Carta de amor de un superhéroe a un hada

Querida hada, hermosa nana me has cantado, y aunque estoy hecho una piltrafa de no dormir lo suficiente siento que me nace el deseo de contestar a tu presencia oportuna, a tus besos descalzos y al roce de tu piel que me es dado imaginar. He sentido, aunque no lo creas, tu pecho contra el mío, y he visto brillar tus ojos en las sombras, he cogido tus muñecas y sumergido mi cara en el aroma tenue del mar de tu cabello. Naufragué por fin entre latidos, y sentí deseos de llorar, o de reirme a gritos, de abrazar a los desconocidos y dar lo que queda de mi pobreza a los pobres, de fundar una ONG que reparta hadas entre todos los solitarios de la ciudad, para que estos a su vez, canten y silben por las calles, buscando desconocidos a quienes abrazar. Surgió un mundo perfecto de la nana y los corderos y de escuchar "duerme mi amor", que nunca lo había oído. Tejí con esa frase una capa y me fui a volar por la ciudad, flotando sobre las alcobas y los que ya no se aman; para todos tuve un poco de mi pena, para todos tuve el gesto comprensivo que solo es estandarte de los superhéroes que nacieron de una frase como esas. Van por el mundo con el gesto sereno, y una sonrisa transparente les revela la felicidad en ciernes, que les crece sin raíces sobre las ilusiones.
Soy Superman, El Zorro, El Chapulín Colorado, y llevo en mi pecho el emblema del tuyo .

23 septiembre, 2004

Escribir

A veces me pregunto si sería prudente destinar parte de mis escasas energías a la escritura.
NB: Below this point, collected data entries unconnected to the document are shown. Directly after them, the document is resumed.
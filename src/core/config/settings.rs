//! Runtime settings for the distance display
//!
//! Built-in defaults, optionally overridden by the user config file.

use serde::{Deserialize, Serialize};

use super::user_config::ConfigFile;

/// Default widget frame inside the glyph view, in pixels
pub const DEFAULT_WIDGET_FRAME: WidgetFrame = WidgetFrame {
    x: 20.0,
    y: 22.0,
    width: 120.0,
    height: 22.0,
};

/// How far the widget moves when the view shows rulers
pub const DEFAULT_RULERS_SHIFT: WidgetOffset = WidgetOffset { x: 16.0, y: 16.0 };

pub const DEFAULT_LOG_FILTER: &str = "showdist=info";

/// Pixel frame of the text widget relative to the view's corner
#[derive(Debug, Clone, Copy, PartialEq, Serialize, Deserialize)]
pub struct WidgetFrame {
    pub x: f64,
    pub y: f64,
    pub width: f64,
    pub height: f64,
}

impl WidgetFrame {
    pub fn offset_by(self, offset: WidgetOffset) -> Self {
        Self {
            x: self.x + offset.x,
            y: self.y + offset.y,
            ..self
        }
    }
}

impl Default for WidgetFrame {
    fn default() -> Self {
        DEFAULT_WIDGET_FRAME
    }
}

#[derive(Debug, Clone, Copy, PartialEq, Default, Serialize, Deserialize)]
pub struct WidgetOffset {
    pub x: f64,
    pub y: f64,
}

#[derive(Debug, Clone, PartialEq)]
pub struct LoggingSettings {
    /// `EnvFilter` directive used when `RUST_LOG` is unset
    pub filter: String,
    /// Also write logs to ~/.config/showdist/logs
    pub log_to_file: bool,
}

impl Default for LoggingSettings {
    fn default() -> Self {
        Self {
            filter: DEFAULT_LOG_FILTER.to_string(),
            log_to_file: false,
        }
    }
}

/// Settings used by the extension and its display adapters
#[derive(Debug, Clone, PartialEq)]
pub struct ShowDistSettings {
    pub widget_frame: WidgetFrame,
    pub rulers_shift: WidgetOffset,
    pub logging: LoggingSettings,
}

impl Default for ShowDistSettings {
    fn default() -> Self {
        Self {
            widget_frame: DEFAULT_WIDGET_FRAME,
            rulers_shift: DEFAULT_RULERS_SHIFT,
            logging: LoggingSettings::default(),
        }
    }
}

impl ShowDistSettings {
    /// Defaults with the user config file applied on top
    pub fn load() -> Self {
        let mut settings = Self::default();
        if let Some(config) = ConfigFile::load() {
            settings.apply_config(&config);
        }
        settings
    }

    pub fn apply_config(&mut self, config: &ConfigFile) {
        if let Some(frame) = config.widget_frame {
            self.widget_frame = frame;
        }
        if let Some(shift) = config.rulers_shift {
            self.rulers_shift = shift;
        }
        if let Some(filter) = &config.log_filter {
            self.logging.filter = filter.clone();
        }
        if let Some(log_to_file) = config.log_to_file {
            self.logging.log_to_file = log_to_file;
        }
    }

    /// Widget frame for a view, shifted when rulers are visible
    pub fn widget_frame_for(&self, rulers_visible: bool) -> WidgetFrame {
        if rulers_visible {
            self.widget_frame.offset_by(self.rulers_shift)
        } else {
            self.widget_frame
        }
    }
}

#[cfg(test)]
mod tests {
    use super::*;

    #[test]
    fn rulers_shift_the_widget() {
        let settings = ShowDistSettings::default();
        assert_eq!(settings.widget_frame_for(false), DEFAULT_WIDGET_FRAME);

        let shifted = settings.widget_frame_for(true);
        assert_eq!(shifted.x, 36.0);
        assert_eq!(shifted.y, 38.0);
        assert_eq!(shifted.width, 120.0);
        assert_eq!(shifted.height, 22.0);
    }

    #[test]
    fn config_overrides_only_what_it_sets() {
        let mut settings = ShowDistSettings::default();
        let config = ConfigFile {
            log_filter: Some("showdist=debug".to_string()),
            ..Default::default()
        };
        settings.apply_config(&config);

        assert_eq!(settings.logging.filter, "showdist=debug");
        assert!(!settings.logging.log_to_file);
        assert_eq!(settings.widget_frame, DEFAULT_WIDGET_FRAME);
    }
}
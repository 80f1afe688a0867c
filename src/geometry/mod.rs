//! Geometric evaluation of selected points

pub mod bcp;
pub mod selection_box;

// Re-export commonly used items
pub use bcp::{
    classify_bcp_direction, format_pair_info, pair_info, BcpIndicator, PointPair,
    HORIZONTAL_THRESHOLD_DEGREES,
};
pub use selection_box::{compute_box, format_angle, GeometryResult};
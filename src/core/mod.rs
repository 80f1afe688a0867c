//! Core functionality
//!
//! This module contains:
//! - Outline state (points, contours, glyphs)
//! - Settings and the user configuration file
//! - Error handling helpers

pub mod config;
pub mod errors;
pub mod state;

pub use config::{ConfigFile, ShowDistSettings};
pub use errors::{FileContext, ShowDistResult};
pub use state::{ContourData, GlyphData, PointData, UfoPointType};
//! Display adapter
//!
//! One adapter per glyph view. It owns the view's text widget, listens for
//! selection related notifications and rewrites the widget text after each
//! one. Notifications from other views are ignored.

use std::cell::RefCell;
use std::rc::Rc;
use tracing::{debug, trace};

use super::events::{EventKind, HostEvent, ViewId};
use super::notifications::{NotificationBus, Subscription};
use crate::core::config::{ShowDistSettings, WidgetFrame};
use crate::core::state::GlyphData;
use crate::editing::selection::Selection;
use crate::ui::panes::format_selection;

/// Text sink provided by the host, e.g. a small label in the glyph view
pub trait TextDisplay {
    fn set_text(&mut self, text: &str);
}

/// Host side of widget placement
pub trait WidgetHost {
    /// Place a text widget in `view` at `frame` and hand out its sink
    fn add_text_widget(&mut self, view: ViewId, frame: WidgetFrame) -> Box<dyn TextDisplay>;

    /// Whether `view` currently shows rulers
    fn rulers_visible(&self, _view: ViewId) -> bool {
        false
    }
}

struct AdapterState {
    view: ViewId,
    display: Box<dyn TextDisplay>,
    text: String,
}

impl AdapterState {
    fn handle(&mut self, event: &HostEvent<'_>) {
        if event.view != self.view {
            trace!("{:?}: ignoring {:?} from {:?}", self.view, event.kind, event.view);
            return;
        }
        self.update_info(event.glyph, event.selection);
    }

    fn update_info(&mut self, glyph: Option<&GlyphData>, selection: Option<&Selection>) {
        let text = match (glyph, selection) {
            (Some(glyph), Some(selection)) => format_selection(glyph, selection),
            _ => String::new(),
        };
        self.display.set_text(&text);
        self.text = text;
    }
}

/// Keeps a view's distance widget in sync with its selection
pub struct DisplayAdapter {
    view: ViewId,
    state: Rc<RefCell<AdapterState>>,
    // Released on drop, which unsubscribes every handler.
    subscriptions: Vec<Subscription>,
}

impl DisplayAdapter {
    /// Subscribe to selection updates for `view`, writing into `display`
    pub fn new(bus: &NotificationBus, view: ViewId, display: Box<dyn TextDisplay>) -> Self {
        let state = Rc::new(RefCell::new(AdapterState {
            view,
            display,
            text: String::new(),
        }));

        let subscriptions = EventKind::SELECTION_UPDATES
            .iter()
            .map(|&kind| {
                let state = Rc::clone(&state);
                bus.subscribe(kind, move |event| state.borrow_mut().handle(event))
            })
            .collect();

        debug!("Display adapter attached to {:?}", view);
        Self {
            view,
            state,
            subscriptions,
        }
    }

    /// Create the widget through `host` and attach an adapter to it
    pub fn attach(
        bus: &NotificationBus,
        host: &mut dyn WidgetHost,
        view: ViewId,
        settings: &ShowDistSettings,
    ) -> Self {
        let frame = settings.widget_frame_for(host.rulers_visible(view));
        let display = host.add_text_widget(view, frame);
        Self::new(bus, view, display)
    }

    pub fn view(&self) -> ViewId {
        self.view
    }

    /// Text most recently pushed to the widget
    pub fn text(&self) -> String {
        self.state.borrow().text.clone()
    }

    /// Recompute the text without waiting for a notification
    pub fn update_info(&self, glyph: Option<&GlyphData>, selection: Option<&Selection>) {
        self.state.borrow_mut().update_info(glyph, selection);
    }

    pub fn subscription_count(&self) -> usize {
        self.subscriptions.len()
    }
}

impl Drop for DisplayAdapter {
    fn drop(&mut self) {
        debug!("Display adapter detached from {:?}", self.view);
    }
}
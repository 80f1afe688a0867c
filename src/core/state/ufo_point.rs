//! UFO-compliant point data structures
//!
//! Points keep their UFO point type so the distance display can tell
//! anchors (on-curve points) apart from BCPs (off-curve control points).

use kurbo::Point;
use serde::{Deserialize, Serialize};

/// UFO-compliant point type enumeration
/// Maps directly to the UFO specification point types
#[derive(Clone, Copy, Debug, PartialEq, Eq, Hash, Serialize, Deserialize)]
pub enum UfoPointType {
    /// First point in an open contour
    #[serde(rename = "move")]
    Move,
    /// Draws straight line from previous point
    #[serde(rename = "line")]
    Line,
    /// Part of curve segment (control point)
    #[serde(rename = "offcurve")]
    OffCurve,
    /// Draws cubic Bézier curve
    #[serde(rename = "curve")]
    Curve,
    /// Draws quadratic curve
    #[serde(rename = "qcurve")]
    QCurve,
}

impl UfoPointType {
    /// Check if this point type is on-curve (an anchor)
    pub fn is_on_curve(&self) -> bool {
        !matches!(self, UfoPointType::OffCurve)
    }

    /// Check if this point type is a BCP
    pub fn is_off_curve(&self) -> bool {
        matches!(self, UfoPointType::OffCurve)
    }
}

/// A single point of a contour
#[derive(Clone, Copy, Debug, PartialEq, Serialize, Deserialize)]
pub struct PointData {
    pub x: f64,
    pub y: f64,
    #[serde(rename = "type")]
    pub point_type: UfoPointType,
}

impl PointData {
    pub fn new(x: f64, y: f64, point_type: UfoPointType) -> Self {
        Self { x, y, point_type }
    }

    /// Create a move point (first point in an open contour)
    pub fn move_to(x: f64, y: f64) -> Self {
        Self::new(x, y, UfoPointType::Move)
    }

    pub fn line_to(x: f64, y: f64) -> Self {
        Self::new(x, y, UfoPointType::Line)
    }

    /// Create an off-curve control point
    pub fn off_curve(x: f64, y: f64) -> Self {
        Self::new(x, y, UfoPointType::OffCurve)
    }

    pub fn curve_to(x: f64, y: f64) -> Self {
        Self::new(x, y, UfoPointType::Curve)
    }

    pub fn qcurve_to(x: f64, y: f64) -> Self {
        Self::new(x, y, UfoPointType::QCurve)
    }

    /// Position in glyph design space
    pub fn position(&self) -> Point {
        Point::new(self.x, self.y)
    }

    /// True for off-curve points
    pub fn is_control(&self) -> bool {
        self.point_type.is_off_curve()
    }

    /// True for on-curve points
    pub fn is_anchor(&self) -> bool {
        self.point_type.is_on_curve()
    }
}

impl From<PointData> for Point {
    fn from(point: PointData) -> Self {
        point.position()
    }
}

impl From<&PointData> for Point {
    fn from(point: &PointData) -> Self {
        point.position()
    }
}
No me refiero a esta válvula liberadora que me hace escribir cartas a mis parientes y amigos sino, a otro nivel; aspirar a competir con gente ilustrada por la atención de un público sobrado de tiempo y de dinero como para pagar por leer lo que otros escriben. Aún para mi escaso entendimiento es obvio que los niveles de lectura son diversos y que, según diría mi madre: " nunca falta un roto para un descosido" o algo por el estilo .

Mi admiración por escritores de talento no resulta impedimento para pensar, a veces seriamente, en buscar el reconocimiento y el dinero de los demás para mi manutención. Existen sin embargo, innumerables impedimentos para el desarrollo de una imparable carrera literaria a saber:

- Una evidente incapacidad para mantener el interés por aquellas tareas que comienzo con un entusiasmo indescriptible.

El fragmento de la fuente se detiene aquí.